Knowing how to clean your clothes dryer will help you in more than one way. Lint-clogged dryers take longer to dry clothes, so you wind up paying for more electricity. Longer tumbling in the dryer is hard on your clothes, too, leading to pills on knits, fading, and fraying.
Then there’s the safety issue. Every year, dirty clothes dryers cause more than 15,000 house fires in the U.S.
Think cleaning your lint trap after every use is enough to keep your dryer clean and safe? Think again! Lint builds up in the exhaust hose as well as inside the dryer itself. So, while it’s a task that takes around an hour to do properly, it’s an important one to do once a year to keep your family safe.
How To Clean Your Clothes Dryer
1. Clean the exterior
Dryers build up a lot of dust and lint on the outside. To start a proper deep-cleaning of your dryer, unplug it and pull it out from the wall. Clean the exterior with a microfiber cloth and homemade all-purpose cleaning spray. Be sure to clean well around any knobs and buttons: grime tends to build up there and collect dust.
2. Clean the drum.
Pull out the lint trap and wash it in the sink with warm, soapy water. While it air dries, clean the inside of the dryer’s drum. Look for and remove any threads, pieces of tape or other items stuck in the fins of older-modeled dryers. To remove sticky or greasy messes, rub them with warmed olive oil then gently scrape them up with the edge of a spatula. Get rid of scuffs with a Magic Eraser or by gently rubbing with a paste of baking soda and water.
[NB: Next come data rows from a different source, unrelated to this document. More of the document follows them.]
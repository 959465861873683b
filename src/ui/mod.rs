pub mod detail_popup;
pub mod graph_panel;
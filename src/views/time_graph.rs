use std::collections::HashSet;

use crate::data::network::{Band, NetworkId, ScanCycle};
use crate::graph::builder::GraphViewBuilder;
use crate::graph::chart::LineDataSet;
use crate::graph::legend::GraphLegend;
use crate::graph::wrapper::GraphViewWrapper;
use crate::graph::{MAX_SCAN_COUNT, MAX_Y_DEFAULT};
use crate::state::theme::Theme;

/// Labeled ticks on the time axis; the default viewport frames one less.
const NUM_X_TIME: usize = 21;

/// Signal-over-time graph: one point per network per scan cycle, bounded to
/// the last `MAX_SCAN_COUNT` cycles.
pub struct TimeGraphView {
    wrapper: GraphViewWrapper,
}

impl TimeGraphView {
    pub fn new(theme: Theme, graph_legend: GraphLegend, app_id: &str) -> Self {
        let chart = GraphViewBuilder::new("time-graph", NUM_X_TIME, MAX_Y_DEFAULT, theme)
            .set_horizontal_title("Scan")
            .set_vertical_title("Signal (dBm)")
            .build(true);
        let mut wrapper = GraphViewWrapper::new(chart, graph_legend, theme, app_id);
        wrapper.update_legend(graph_legend);
        // raw cycle indices mean nothing to the user
        wrapper.set_horizontal_labels_visible(false);
        wrapper.set_viewport();
        Self { wrapper }
    }

    pub fn wrapper(&self) -> &GraphViewWrapper {
        &self.wrapper
    }

    pub fn wrapper_mut(&mut self) -> &mut GraphViewWrapper {
        &mut self.wrapper
    }

    /// Feeds one scan cycle into the graph for the given band.
    pub fn update(&mut self, cycle: &ScanCycle, band: Band) {
        let mut current = HashSet::new();
        for network in cycle.networks_in_band(band) {
            let point = [cycle.index as f64, network.signal_dbm as f64];
            if self.wrapper.new_series(&network.id) {
                self.wrapper.add_series(
                    network,
                    LineDataSet::with_entries(vec![point]),
                    network.connected,
                );
            } else {
                self.wrapper
                    .append_to_series(network, point, MAX_SCAN_COUNT, network.connected);
            }
            current.insert(network.id.clone());
        }
        self.wrapper.remove_series(&current);
        self.follow_latest(cycle.index);
    }

    /// Keeps the newest cycles inside the fixed-width viewport.
    fn follow_latest(&mut self, cycle_index: usize) {
        let span = self.wrapper.viewport_cnt_x();
        if cycle_index > span {
            self.wrapper
                .graph_view_mut()
                .move_view_to_x((cycle_index - span) as f64);
        }
    }
}

#[cfg(test)]
mod tests {
    use super::*;
    use crate::data::network::Network;
    use chrono::Utc;

    fn network(ssid: &str, dbm: i32) -> Network {
        Network {
            id: NetworkId::new(ssid, 6, Band::Ghz2),
            center_channel: 6,
            signal_dbm: dbm,
            connected: false,
            last_seen: Utc::now(),
        }
    }

    fn cycle(index: usize, networks: Vec<Network>) -> ScanCycle {
        ScanCycle { index, networks }
    }

    #[test]
    fn first_observation_adds_then_appends() {
        let mut view = TimeGraphView::new(Theme::Dark, GraphLegend::Hide, "test-app");
        let net = network("Net1", -60);

        view.update(&cycle(0, vec![net.clone()]), Band::Ghz2);
        view.update(&cycle(1, vec![net.clone()]), Band::Ghz2);

        let chart = view.wrapper().graph_view();
        assert_eq!(chart.data.len(), 1);
        let series = chart.data.iter().next().unwrap();
        assert_eq!(series.entry_count(), 2);
        assert_eq!(series.entries()[1], [1.0, -60.0]);
    }

    #[test]
    fn vanished_network_is_removed() {
        let mut view = TimeGraphView::new(Theme::Dark, GraphLegend::Hide, "test-app");
        view.update(
            &cycle(0, vec![network("Net1", -60), network("Net2", -70)]),
            Band::Ghz2,
        );
        view.update(&cycle(1, vec![network("Net1", -61)]), Band::Ghz2);

        let chart = view.wrapper().graph_view();
        assert_eq!(chart.data.len(), 1);
        assert!(view
            .wrapper()
            .series_exists(&NetworkId::new("Net1", 6, Band::Ghz2)));
    }

    #[test]
    fn other_band_networks_are_ignored() {
        let mut view = TimeGraphView::new(Theme::Dark, GraphLegend::Hide, "test-app");
        let mut other = network("Net5", -50);
        other.id = NetworkId::new("Net5", 44, Band::Ghz5);
        other.center_channel = 44;

        view.update(&cycle(0, vec![network("Net1", -60), other]), Band::Ghz2);
        assert_eq!(view.wrapper().graph_view().data.len(), 1);
    }

    #[test]
    fn viewport_follows_latest_cycles() {
        let mut view = TimeGraphView::new(Theme::Dark, GraphLegend::Hide, "test-app");
        let net = network("Net1", -60);
        for index in 0..=NUM_X_TIME + 4 {
            view.update(&cycle(index, vec![net.clone()]), Band::Ghz2);
        }
        let (x_min, x_max) = view.wrapper().graph_view().x_bounds();
        assert_eq!(x_max, (NUM_X_TIME + 4) as f64);
        assert_eq!(x_max - x_min, (NUM_X_TIME - 1) as f64);
    }
}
Once you’ve removed messes, spray the inside of the drum with all-purpose cleaner and wipe it clean.
3. Clean the unit’s interior.
There’s no way around it: this step is harder than merely wiping a few surfaces. It’s also essential to removing any lint that’s built up in your machine. Rather than describing in detail the process of removing the screws and lifting the lid to get at the machine’s interior, here’s a video that shows how to do it.
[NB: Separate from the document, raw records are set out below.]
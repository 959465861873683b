use std::collections::HashMap;

use eframe::egui;

use crate::data::network::{Network, NetworkId, ScanCycle};
use crate::graph::wrapper::DetailPopup;
use crate::graph::GraphError;

/// Popup window with the details of a tapped network.
///
/// Keeps a snapshot of the latest scan so a tap can be resolved to full
/// network data; a tap on a network that has since gone out of range is the
/// popup's failure case.
pub struct NetworkDetailPopup {
    roster: HashMap<NetworkId, Network>,
    selected: Option<Network>,
}

impl NetworkDetailPopup {
    pub fn new() -> Self {
        Self {
            roster: HashMap::new(),
            selected: None,
        }
    }

    /// Refreshes the snapshot from the latest scan cycle.
    pub fn update_roster(&mut self, cycle: &ScanCycle) {
        self.roster = cycle
            .networks
            .iter()
            .map(|n| (n.id.clone(), n.clone()))
            .collect();
        // keep an open popup current
        if let Some(selected) = &self.selected {
            if let Some(updated) = self.roster.get(&selected.id) {
                self.selected = Some(updated.clone());
            }
        }
    }

    pub fn ui(&mut self, ctx: &egui::Context) {
        let Some(network) = self.selected.clone() else {
            return;
        };
        let mut open = true;
        egui::Window::new(&network.id.ssid)
            .open(&mut open)
            .collapsible(false)
            .resizable(false)
            .show(ctx, |ui| {
                egui::Grid::new("network_detail")
                    .num_columns(2)
                    .spacing([16.0, 4.0])
                    .show(ui, |ui| {
                        ui.label("Channel");
                        ui.label(network.channel_display());
                        ui.end_row();

                        ui.label("Band");
                        ui.label(network.id.band.label());
                        ui.end_row();

                        ui.label("Signal");
                        ui.label(format!("{} dBm", network.signal_dbm));
                        ui.end_row();

                        ui.label("Connected");
                        ui.label(if network.connected { "yes" } else { "no" });
                        ui.end_row();

                        ui.label("Last seen");
                        ui.label(network.last_seen.format("%H:%M:%S UTC").to_string());
                        ui.end_row();
                    });
            });
        if !open {
            self.selected = None;
        }
    }
}

impl Default for NetworkDetailPopup {
    fn default() -> Self {
        Self::new()
    }
}

impl DetailPopup for NetworkDetailPopup {
    fn show(&mut self, network: &NetworkId) -> Result<(), GraphError> {
        match self.roster.get(network) {
            Some(found) => {
                self.selected = Some(found.clone());
                Ok(())
            }
            None => Err(GraphError::Popup(format!("{network} is no longer in range"))),
        }
    }
}
use std::time::{Duration, Instant};

use eframe::egui;

use crate::data::feed::ScanFeed;
use crate::data::network::Band;
use crate::state::settings::Settings;
use crate::ui::detail_popup::NetworkDetailPopup;
use crate::ui::graph_panel;
use crate::views::channel_graph::ChannelGraphView;
use crate::views::time_graph::TimeGraphView;

/// Application-identifying string the graph-type fingerprint is derived from.
const APP_ID: &str = "dev.signalscope.desktop";

const FEED_SEED: u64 = 0xC0FFEE;

#[derive(Debug, Clone, Copy, PartialEq, Eq)]
enum GraphTab {
    Time,
    Channel,
}

/// The main SignalScope application.
pub struct SignalScopeApp {
    settings: Settings,
    feed: ScanFeed,
    time_graph: TimeGraphView,
    channel_graph: ChannelGraphView,
    popup: NetworkDetailPopup,
    active_tab: GraphTab,
    last_cycle: Instant,
    cycles_started: bool,
}

impl SignalScopeApp {
    pub fn new(cc: &eframe::CreationContext<'_>) -> Self {
        let settings = Settings::default();

        let ctx = &cc.egui_ctx;
        let mut style = (*ctx.style()).clone();
        style.text_styles.insert(
            egui::TextStyle::Body,
            egui::FontId::proportional(15.0),
        );
        style.text_styles.insert(
            egui::TextStyle::Button,
            egui::FontId::proportional(14.5),
        );
        style.spacing.button_padding = egui::vec2(10.0, 5.0);
        style.spacing.item_spacing = egui::vec2(8.0, 6.0);
        ctx.set_style(style);
        ctx.set_visuals(settings.theme.visuals());

        tracing::info!("starting scan feed at {} ms", settings.scan_interval_ms);

        Self {
            time_graph: TimeGraphView::new(settings.theme, settings.graph_legend, APP_ID),
            channel_graph: ChannelGraphView::new(
                settings.theme,
                settings.graph_legend,
                settings.band,
                APP_ID,
            ),
            settings,
            feed: ScanFeed::new(FEED_SEED),
            popup: NetworkDetailPopup::new(),
            active_tab: GraphTab::Time,
            last_cycle: Instant::now(),
            cycles_started: false,
        }
    }

    /// Advances one scan cycle when the configured interval has elapsed.
    fn scan_if_due(&mut self) {
        let interval = Duration::from_millis(self.settings.scan_interval_ms);
        if self.cycles_started && self.last_cycle.elapsed() < interval {
            return;
        }
        self.cycles_started = true;
        self.last_cycle = Instant::now();

        let cycle = self.feed.next_cycle();
        tracing::debug!(
            "scan cycle {}: {} networks",
            cycle.index,
            cycle.networks.len()
        );
        self.popup.update_roster(&cycle);
        self.time_graph.update(&cycle, self.settings.band);
        self.channel_graph.update(&cycle);
    }

    /// Theme switches rebuild the charts, like the rest of the UI.
    fn apply_theme(&mut self, ctx: &egui::Context) {
        ctx.set_visuals(self.settings.theme.visuals());
        self.time_graph =
            TimeGraphView::new(self.settings.theme, self.settings.graph_legend, APP_ID);
        self.channel_graph = ChannelGraphView::new(
            self.settings.theme,
            self.settings.graph_legend,
            self.settings.band,
            APP_ID,
        );
    }
}

impl eframe::App for SignalScopeApp {
    fn update(&mut self, ctx: &egui::Context, _frame: &mut eframe::Frame) {
        self.scan_if_due();
        ctx.request_repaint_after(Duration::from_millis(
            self.settings.scan_interval_ms.min(250),
        ));

        let mut theme_changed = false;
        egui::TopBottomPanel::top("toolbar").show(ctx, |ui| {
            ui.horizontal(|ui| {
                ui.heading("SignalScope");
                ui.separator();

                ui.selectable_value(&mut self.active_tab, GraphTab::Time, "Time");
                ui.selectable_value(&mut self.active_tab, GraphTab::Channel, "Channels");
                ui.separator();

                for band in [Band::Ghz2, Band::Ghz5] {
                    if ui
                        .selectable_label(self.settings.band == band, band.label())
                        .clicked()
                    {
                        self.settings.band = band;
                        self.channel_graph.set_band(band);
                    }
                }
                ui.separator();

                if ui.button(self.settings.graph_legend.label()).clicked() {
                    let next = self.settings.graph_legend.toggle();
                    self.settings.graph_legend = next;
                    self.time_graph.wrapper_mut().update_legend(next);
                    self.channel_graph.wrapper_mut().update_legend(next);
                }
                if ui.button(self.settings.theme.label()).clicked() {
                    self.settings.theme = self.settings.theme.toggle();
                    theme_changed = true;
                }
            });
        });
        if theme_changed {
            self.apply_theme(ctx);
        }

        self.time_graph
            .wrapper_mut()
            .set_visibility(self.active_tab == GraphTab::Time);
        self.channel_graph
            .wrapper_mut()
            .set_visibility(self.active_tab == GraphTab::Channel);

        egui::CentralPanel::default().show(ctx, |ui| {
            let wrapper = match self.active_tab {
                GraphTab::Time => self.time_graph.wrapper_mut(),
                GraphTab::Channel => self.channel_graph.wrapper_mut(),
            };
            if let Some(series) = graph_panel::show(ui, wrapper.graph_view()) {
                wrapper.on_point_selected(series, &mut self.popup);
            }
        });

        self.popup.ui(ctx);
    }
}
If you’ve never done it before you’ll most likely be shocked by how much lint escapes the lint trap and finds its way inside the dryer unit itself. When I first cleaned my 6-year-old dryer, I had to pull out two buckets of lint when I first removed the lid!
4. Clean the hoses.
Remove the vent tubing from the back of the dryer and pull out any lint you can find. If there’s buildup on the walls of the tube you can vacuum it, but it’s often smarter to just replace the whole tube. That’s especially true if your dryer vent hose is one of the crinkly, foil types — they’re particularly prone to lint buildup and are highly flammable themselves!
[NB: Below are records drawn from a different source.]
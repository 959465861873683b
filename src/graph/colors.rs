use std::collections::VecDeque;

use egui::Color32;

/// A line color and the matching translucent fill color.
#[derive(Debug, Clone, Copy, PartialEq, Eq)]
pub struct GraphColor {
    pub primary: Color32,
    pub background: Color32,
}

const fn pair(r: u8, g: u8, b: u8) -> GraphColor {
    GraphColor {
        primary: Color32::from_rgb(r, g, b),
        background: Color32::from_rgba_premultiplied(r / 4, g / 4, b / 4, 64),
    }
}

/// Fixed palette, in allocation order.
pub const GRAPH_COLORS: [GraphColor; 10] = [
    pair(0x42, 0x85, 0xf4), // blue
    pair(0xea, 0x43, 0x35), // red
    pair(0x34, 0xa8, 0x53), // green
    pair(0xfb, 0xbc, 0x04), // amber
    pair(0xa1, 0x42, 0xf4), // purple
    pair(0x24, 0xc1, 0xe0), // cyan
    pair(0xf4, 0x6d, 0x20), // orange
    pair(0xe9, 0x49, 0x9e), // pink
    pair(0x9a, 0xa0, 0xa6), // gray
    pair(0x7c, 0xb3, 0x42), // lime
];

/// Recyclable palette manager. Two live series never share a pair while a
/// free one remains; once the palette is exhausted it refills and cycles.
pub struct GraphColorPool {
    available: VecDeque<GraphColor>,
}

impl GraphColorPool {
    pub fn new() -> Self {
        Self {
            available: GRAPH_COLORS.into_iter().collect(),
        }
    }

    /// Next free pair in palette order. Never fails: an exhausted pool wraps
    /// around by refilling from the full palette.
    pub fn graph_color(&mut self) -> GraphColor {
        if self.available.is_empty() {
            self.available.extend(GRAPH_COLORS);
        }
        // refill above guarantees a front element
        self.available.pop_front().unwrap_or(GRAPH_COLORS[0])
    }

    /// Returns a primary color to the pool. The matching pair goes to the
    /// front of the free list so the most recently freed color is reused
    /// first. Unknown or already-free colors are ignored.
    pub fn add_color(&mut self, primary: Color32) {
        if let Some(pair) = GRAPH_COLORS.iter().find(|c| c.primary == primary) {
            if !self.available.contains(pair) {
                self.available.push_front(*pair);
            }
        }
    }

    pub fn available_count(&self) -> usize {
        self.available.len()
    }
}

impl Default for GraphColorPool {
    fn default() -> Self {
        Self::new()
    }
}
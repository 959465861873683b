mod app;
mod data;
mod graph;
mod state;
mod ui;
mod views;

use app::SignalScopeApp;
use eframe::egui;

fn main() -> eframe::Result<()> {
    // Initialize logging
    tracing_subscriber::fmt::init();

    let options = eframe::NativeOptions {
        viewport: egui::ViewportBuilder::default()
            .with_title("SignalScope")
            .with_inner_size([1100.0, 700.0])
            .with_min_inner_size([700.0, 450.0]),
        ..Default::default()
    };

    eframe::run_native(
        "SignalScope",
        options,
        Box::new(|cc| Ok(Box::new(SignalScopeApp::new(cc)))),
    )
}
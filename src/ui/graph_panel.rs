use eframe::egui;
use egui_plot::{Legend, Line, Plot, PlotBounds, PlotPoints, Polygon};

use crate::graph::chart::{LineChart, SeriesId};
use crate::graph::MIN_Y;

/// Normalized pointer-to-point distance below which a click counts as a tap
/// on that series.
const TAP_RADIUS: f64 = 0.04;

/// Render one chart model. Returns the series whose point was tapped, if any.
pub fn show(ui: &mut egui::Ui, chart: &LineChart) -> Option<SeriesId> {
    if !chart.visible() {
        return None;
    }

    ui.scope(|ui| {
        ui.style_mut().visuals.override_text_color = Some(chart.legend.text_color);
        ui.style_mut().text_styles.insert(
            egui::TextStyle::Small,
            egui::FontId::proportional(chart.legend.text_size),
        );

        let mut plot = Plot::new(chart.plot_id().to_owned())
            .show_grid(true)
            .show_axes([chart.x_axis.draw_labels, true])
            .allow_drag(chart.scalable)
            .allow_zoom([chart.scalable, false])
            .allow_scroll(chart.scalable)
            .allow_boxed_zoom(false)
            .height(ui.available_height());

        if !chart.x_axis.title.is_empty() {
            plot = plot.x_axis_label(chart.x_axis.title.clone());
        }
        if !chart.y_axis.title.is_empty() {
            plot = plot.y_axis_label(chart.y_axis.title.clone());
        }
        if let Some(formatter) = chart.x_axis.formatter.clone() {
            plot = plot.x_axis_formatter(move |mark, _range| formatter(mark.value));
        }
        if chart.legend.enabled {
            plot = plot.legend(
                Legend::default()
                    .position(chart.legend.position)
                    .text_style(egui::TextStyle::Small),
            );
        }

        let response = plot.show(ui, |plot_ui| {
            let (x_min, x_max) = chart.x_bounds();
            let (y_min, y_max) = chart.y_bounds();
            plot_ui.set_plot_bounds(PlotBounds::from_min_max([x_min, y_min], [x_max, y_max]));

            for data_set in chart.data.iter() {
                if data_set.draw_filled && data_set.entry_count() > 1 {
                    plot_ui.polygon(
                        Polygon::new(String::new(), fill_outline(data_set.entries()))
                            .fill_color(data_set.fill_color)
                            .stroke(egui::Stroke::NONE),
                    );
                }
                let points: PlotPoints = data_set.entries().iter().copied().collect();
                plot_ui.line(
                    Line::new(data_set.label.clone(), points)
                        .color(data_set.color)
                        .width(data_set.line_width),
                );
            }
        });

        if response.response.clicked() {
            if let Some(pointer) = response.response.interact_pointer_pos() {
                let tapped = response.transform.value_from_position(pointer);
                return nearest_series(chart, tapped.x, tapped.y, response.transform.bounds());
            }
        }
        None
    })
    .inner
}

/// Closes the series outline down to the graph floor so it can be filled.
fn fill_outline(entries: &[[f64; 2]]) -> Vec<[f64; 2]> {
    let mut outline = Vec::with_capacity(entries.len() + 2);
    outline.push([entries[0][0], MIN_Y as f64]);
    outline.extend_from_slice(entries);
    outline.push([entries[entries.len() - 1][0], MIN_Y as f64]);
    outline
}

/// Closest data point to the click, measured in bounds-normalized space so x
/// and y scales weigh equally.
fn nearest_series(chart: &LineChart, x: f64, y: f64, bounds: &PlotBounds) -> Option<SeriesId> {
    let width = bounds.width().max(f64::EPSILON);
    let height = bounds.height().max(f64::EPSILON);

    let mut best: Option<(f64, SeriesId)> = None;
    for data_set in chart.data.iter() {
        for point in data_set.entries() {
            let dx = (point[0] - x) / width;
            let dy = (point[1] - y) / height;
            let distance = (dx * dx + dy * dy).sqrt();
            if best.map_or(true, |(d, _)| distance < d) {
                best = Some((distance, data_set.id()));
            }
        }
    }
    best.filter(|(distance, _)| *distance <= TAP_RADIUS)
        .map(|(_, id)| id)
}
5. Examine and clean the outside vent.
With the hose still off, reach inside the vent and remove any large chunks of lint you find, then use your vacuum with a dust attachment to remove the rest. Next, go outside and inspect the vent cover. Clean away any cobwebs or other debris that’s accumulated on the cover. Trim back any hedges that could keep it from properly venting, too. Once the vent is clean, go back inside to reconnect the dryer hose, plug it back in, and push it back into place.
To keep the dryer running well between deep cleanings, empty the lint trap after every load. Once a month, wash the lint filter with warm, soapy water and let it fully air dry to get rid of greasy residue that can clog the filter, then wipe the drum and exterior with all-purpose spray to keep them clean.